Le risque reste que Facebook cherche malgré tout à faire remonter les données pour les utiliser à des fins commerciales, et les vendre aux annonceurs qui souhaitent mieux cibler les consommateurs.
Recours à un réseau existant ou conception de sa propre blockchain?
Avec quelle(s) cryptomonnaie(s) les utilisateurs pourront acheter leurs biens et services dans le Métavers, au sein duquel on pourrait très bien imaginer à terme de véritables centres commerciaux virtuels, avec des marques existant dans la vraie vie qui proposeront leurs produits sous la forme de NFT ?

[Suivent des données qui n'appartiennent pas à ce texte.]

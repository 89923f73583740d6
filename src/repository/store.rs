// src/repository/store.rs
use async_trait::async_trait;
use thiserror::Error;

use super::schema::{Relation, Row, Table};

#[derive(Debug, Error)]
pub enum StoreError {
    /// A single-record lookup matched nothing.
    #[error("record not found")]
    RecordNotFound,

    #[error(transparent)]
    Database(#[from] sqlx::Error),

    /// Constraint violation raised by a store that enforces constraints itself.
    #[error("{0}")]
    Constraint(String),

    #[error("unsupported relations: {0}")]
    UnknownAssociation(String),

    #[error("unknown column: {0}")]
    UnknownColumn(String),

    #[error("column {column} is not a valid {expected}")]
    Decode {
        column: &'static str,
        expected: &'static str,
    },
}

/// A read against one table, with the associations to join into every row.
#[derive(Debug, Clone)]
pub struct Query {
    pub table: &'static Table,
    pub joins: Vec<&'static Relation>,
}

impl Query {
    pub fn new(table: &'static Table) -> Self {
        Self { table, joins: Vec::new() }
    }

    pub fn join(mut self, relation: &'static Relation) -> Self {
        self.joins.push(relation);
        self
    }
}

/// Persistence primitives the repository is built on.
///
/// Rows handed to `insert` and `update` are keyed by column name; the returned
/// rows carry every column of the table.
#[async_trait]
pub trait Store: Clone + Send + Sync + 'static {
    async fn insert(&self, table: &'static Table, row: Row) -> Result<Row, StoreError>;

    /// Loads the row with primary key `id`, failing with
    /// `StoreError::RecordNotFound` when there is none.
    async fn first(&self, query: &Query, id: i32) -> Result<Row, StoreError>;

    /// Loads every row, ordered by primary key.
    async fn find(&self, query: &Query) -> Result<Vec<Row>, StoreError>;

    /// Loads the rows whose primary key is in `ids`. Used for preloading.
    async fn find_ids(&self, table: &'static Table, ids: &[i32]) -> Result<Vec<Row>, StoreError>;

    /// Applies `changes` to the row with primary key `id` and returns the
    /// updated row, or `None` when no row matched.
    async fn update(
        &self,
        table: &'static Table,
        id: i32,
        changes: Row,
    ) -> Result<Option<Row>, StoreError>;

    /// Deletes the row with primary key `id`, returning the number of rows removed.
    async fn delete(&self, table: &'static Table, id: i32) -> Result<u64, StoreError>;
}
// src/repository/memory.rs
//! In-process `Store` used by the test suite. Enforces the same unique and
//! foreign-key constraints as the Postgres schema, with the same constraint
//! names, so error paths behave alike.

use std::collections::{BTreeMap, HashMap};
use std::sync::{Arc, Mutex, MutexGuard, PoisonError};

use async_trait::async_trait;

use super::schema::{Relation, Row, Table, Value, ID};
use super::store::{Query, Store, StoreError};
use crate::models::driver::DRIVERS;
use crate::models::truck::TRUCKS;

/// Tables whose rows may reference each other, in creation order.
static SCHEMA: [&Table; 2] = [&DRIVERS, &TRUCKS];

#[derive(Default)]
struct Tables {
    rows: HashMap<&'static str, BTreeMap<i32, Row>>,
    sequences: HashMap<&'static str, i32>,
}

impl Tables {
    fn rows(&self, table: &Table) -> impl Iterator<Item = &Row> {
        self.rows.get(table.name).into_iter().flat_map(|rows| rows.values())
    }

    fn get(&self, table: &Table, id: i32) -> Option<&Row> {
        self.rows.get(table.name).and_then(|rows| rows.get(&id))
    }

    fn check_unique(&self, table: &Table, id: i32, row: &Row) -> Result<(), StoreError> {
        for column in table.columns.iter().filter(|c| c.unique) {
            let value = match row.get(column.name) {
                None | Some(Value::Null) => continue,
                Some(value) => value,
            };
            let taken = self.rows(table).any(|other| {
                other.get(ID) != Some(&Value::Int(id)) && other.get(column.name) == Some(value)
            });
            if taken {
                return Err(StoreError::Constraint(format!(
                    "duplicate key value violates unique constraint \"{}_{}_key\"",
                    table.name, column.name
                )));
            }
        }
        Ok(())
    }

    fn check_references(&self, table: &Table, row: &Row) -> Result<(), StoreError> {
        for relation in table.relations {
            if let Some(Value::Int(target)) = row.get(relation.foreign_key) {
                if self.get(relation.table, *target).is_none() {
                    return Err(StoreError::Constraint(format!(
                        "insert or update on table \"{}\" violates foreign key constraint \"{}\"",
                        table.name, relation.constraint
                    )));
                }
            }
        }
        Ok(())
    }

    fn check_not_referenced(&self, table: &Table, id: i32) -> Result<(), StoreError> {
        for owner in SCHEMA {
            for relation in owner.relations.iter().filter(|r| r.table.name == table.name) {
                let referenced = self
                    .rows(owner)
                    .any(|row| row.get(relation.foreign_key) == Some(&Value::Int(id)));
                if referenced {
                    return Err(StoreError::Constraint(format!(
                        "update or delete on table \"{}\" violates foreign key constraint \"{}\" \
                         on table \"{}\"",
                        table.name, relation.constraint, owner.name
                    )));
                }
            }
        }
        Ok(())
    }

    fn joined(&self, query: &Query, row: &Row) -> Result<Row, StoreError> {
        let mut row = row.clone();
        for relation in &query.joins {
            let target = self.association(relation, &row)?;
            row.attach(relation.name, target);
        }
        Ok(row)
    }

    fn association(&self, relation: &Relation, row: &Row) -> Result<Option<Row>, StoreError> {
        Ok(row
            .opt_int(relation.foreign_key)?
            .and_then(|id| self.get(relation.table, id).cloned()))
    }
}

#[derive(Clone, Default)]
pub struct MemoryStore {
    tables: Arc<Mutex<Tables>>,
}

impl MemoryStore {
    fn lock(&self) -> MutexGuard<'_, Tables> {
        self.tables.lock().unwrap_or_else(PoisonError::into_inner)
    }
}

#[async_trait]
impl Store for MemoryStore {
    async fn insert(&self, table: &'static Table, mut row: Row) -> Result<Row, StoreError> {
        let mut tables = self.lock();

        let id = tables.sequences.get(table.name).copied().unwrap_or(0) + 1;
        row.set(ID, id);
        tables.check_unique(table, id, &row)?;
        tables.check_references(table, &row)?;

        tables.sequences.insert(table.name, id);
        tables.rows.entry(table.name).or_default().insert(id, row.clone());
        Ok(row)
    }

    async fn first(&self, query: &Query, id: i32) -> Result<Row, StoreError> {
        let tables = self.lock();
        match tables.get(query.table, id) {
            Some(row) => tables.joined(query, row),
            None => Err(StoreError::RecordNotFound),
        }
    }

    async fn find(&self, query: &Query) -> Result<Vec<Row>, StoreError> {
        let tables = self.lock();
        tables.rows(query.table).map(|row| tables.joined(query, row)).collect()
    }

    async fn find_ids(&self, table: &'static Table, ids: &[i32]) -> Result<Vec<Row>, StoreError> {
        let tables = self.lock();
        Ok(ids.iter().filter_map(|id| tables.get(table, *id).cloned()).collect())
    }

    async fn update(
        &self,
        table: &'static Table,
        id: i32,
        changes: Row,
    ) -> Result<Option<Row>, StoreError> {
        let mut tables = self.lock();

        let Some(current) = tables.get(table, id) else {
            return Ok(None);
        };
        let mut updated = current.clone();
        for (column, value) in changes.values() {
            updated.set(column, value.clone());
        }
        tables.check_unique(table, id, &updated)?;
        tables.check_references(table, &updated)?;

        tables.rows.entry(table.name).or_default().insert(id, updated.clone());
        Ok(Some(updated))
    }

    async fn delete(&self, table: &'static Table, id: i32) -> Result<u64, StoreError> {
        let mut tables = self.lock();
        if tables.get(table, id).is_none() {
            return Ok(0);
        }
        tables.check_not_referenced(table, id)?;

        tables.rows.entry(table.name).or_default().remove(&id);
        Ok(1)
    }
}

mod tests {
    mod repository {
        crate::repository::tests::generate_repository_tests!(
            crate::repository::memory::MemoryStore::default()
        );
    }

    mod assignment {
        crate::assignment::tests::generate_assignment_tests!(
            crate::repository::memory::MemoryStore::default()
        );
    }
}
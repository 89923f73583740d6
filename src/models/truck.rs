// src/models/truck.rs
use rust_decimal::Decimal;
use serde::{Deserialize, Serialize};

use super::driver::{Driver, DRIVERS};
use super::model::Model;
use crate::repository::schema::{Column, Kind, Relation, Row, Table, CREATED_AT, ID, UPDATED_AT};
use crate::repository::{Entity, StoreError};

pub const DRIVER: &str = "Driver";
pub const DRIVER_ID: &str = "driver_id";

pub static TRUCKS: Table = Table {
    name: "trucks",
    columns: &[
        Column::new(ID, Kind::Int),
        Column::new(CREATED_AT, Kind::Timestamp),
        Column::new(UPDATED_AT, Kind::Timestamp),
        Column::unique("license_plate", Kind::Text),
        Column::new("fuel_used", Kind::Decimal),
        Column::new("distance_traveled", Kind::Decimal),
        Column::unique(DRIVER_ID, Kind::Int),
    ],
    relations: &[Relation {
        name: DRIVER,
        foreign_key: DRIVER_ID,
        #[cfg(test)]
        constraint: "fk_trucks_driver",
        table: &DRIVERS,
    }],
};

/// A truck and, when assigned, the driver it belongs to.
///
/// `driver_id` is only ever written through the driver assignment; `driver` is
/// populated when the association is joined or preloaded.
#[derive(Debug, Clone, Default, PartialEq, Serialize, Deserialize)]
#[serde(rename_all = "camelCase", default)]
pub struct Truck {
    #[serde(flatten)]
    pub model: Model,
    pub license_plate: String,
    pub fuel_used: Decimal,
    pub distance_traveled: Decimal,
    pub driver_id: Option<i32>,
    pub driver: Option<Driver>,
}

impl Entity for Truck {
    fn table() -> &'static Table {
        &TRUCKS
    }

    fn model(&self) -> &Model {
        &self.model
    }

    fn model_mut(&mut self) -> &mut Model {
        &mut self.model
    }

    fn to_row(&self) -> Row {
        self.model
            .write(Row::new())
            .with("license_plate", self.license_plate.as_str())
            .with("fuel_used", self.fuel_used)
            .with("distance_traveled", self.distance_traveled)
            .with(DRIVER_ID, self.driver_id)
    }

    fn changes(&self) -> Row {
        let mut row = Row::new();
        if !self.license_plate.is_empty() {
            row.set("license_plate", self.license_plate.as_str());
        }
        if !self.fuel_used.is_zero() {
            row.set("fuel_used", self.fuel_used);
        }
        if !self.distance_traveled.is_zero() {
            row.set("distance_traveled", self.distance_traveled);
        }
        if let Some(driver_id) = self.driver_id {
            row.set(DRIVER_ID, driver_id);
        }
        row
    }

    fn from_row(row: &Row) -> Result<Self, StoreError> {
        Ok(Self {
            model: Model::read(row)?,
            license_plate: row.text("license_plate")?,
            fuel_used: row.decimal("fuel_used")?,
            distance_traveled: row.decimal("distance_traveled")?,
            driver_id: row.opt_int(DRIVER_ID)?,
            driver: row.association(DRIVER).map(Driver::from_row).transpose()?,
        })
    }

    fn missing_required(&self) -> Vec<&'static str> {
        if self.license_plate.trim().is_empty() {
            vec!["licensePlate"]
        } else {
            Vec::new()
        }
    }
}
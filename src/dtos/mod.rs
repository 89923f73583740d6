pub mod envelope;
pub mod truck;
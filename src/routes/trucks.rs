use axum::{
    routing::{get, post},
    Router,
};
use crate::handlers::truck::{
    create_truck, delete_truck, get_truck, list_trucks, update_truck, update_truck_driver,
};
use crate::repository::Store;
use crate::state::AppState;

pub fn routes<S: Store>() -> Router<AppState<S>> {
    Router::new()
        .route(
            "/truck",
            get(list_trucks::<S>).post(create_truck::<S>).put(update_truck::<S>),
        )
        .route("/truck/{id}", get(get_truck::<S>).delete(delete_truck::<S>))
        .route("/truck/update-driver/{id}", post(update_truck_driver::<S>))
}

Facebook pourrait recourir au Diem, son propre projet de cryptomonnaie, qui devrait prendre la forme d’un stablecoin répliquant la valeur d’un actif réel, comme le dollar, relativement stable par rapport aux cours très volatils des cryptomonnaies « classiques ».
Ou bien permettre l’utilisation d’autres cryptomonnaies comme le bitcoin ou l’ether. La question rejoint celle du réseau que le groupe de Mark Zuckerberg utilisera. Recourra-t-il à une blockchain déjà existante, comme Ethereum ? Ce réseau est déjà proche de la saturation. Si une mise à jour en cours doit remédier à cette situation, pas sûr qu’il puisse pour autant supporter le développement de tout une nouvelle économie virtuelle.
Et si le Métavers fonctionnait sur une blockchain transverse, comme Polkadot?
Autre possibilité encore, que le Métavers utilise une blockchain transverse, c’est-à-dire une blockchain permettant à plusieurs blockchains d’interagir de façon fluide dessus. C’est le projet développé notamment par Polkadot, ou encore Cosmos. Ces blockchains ne sont toutefois pas encore véritablement opérationnelles.
Le Métavers version Facebook (devenu Meta) se veut à long terme un nouveau monde social où tout sera virtuel, des conférences aux concerts, en passant par les jeux et les boutiques. Mais rien n’est encore certain. Et rien ne garantit que Meta autorisera réellement le recours aux NFT dans ce nouvel univers, ni qu’il reposera sur une blockchain.
« Il faut rester attentif, des idées peuvent être émises pour voir aussi le retour du public. Il y a aura beaucoup de tests comme pour Facebook à ses débuts », assure Fabien Collet.
D’autres projets de méta-univers existent ou sont en cours de développement, à l’image de la société Crypto Blockchain Industries (CBI) qui s’est introduite à la Bourse de Paris fin octobre et veut lancer à l’été 2022 son AlphaVerse, basé sur la blockchain et les NFT.
Mais Meta, qui va investir rien que cette année 10 milliards de dollars dans son Métavers, dispose des moyens les plus conséquents pour concevoir tout un monde virtuel… dont le groupe n’oubliera sûrement pas de tirer des profits bien réels sur le long terme.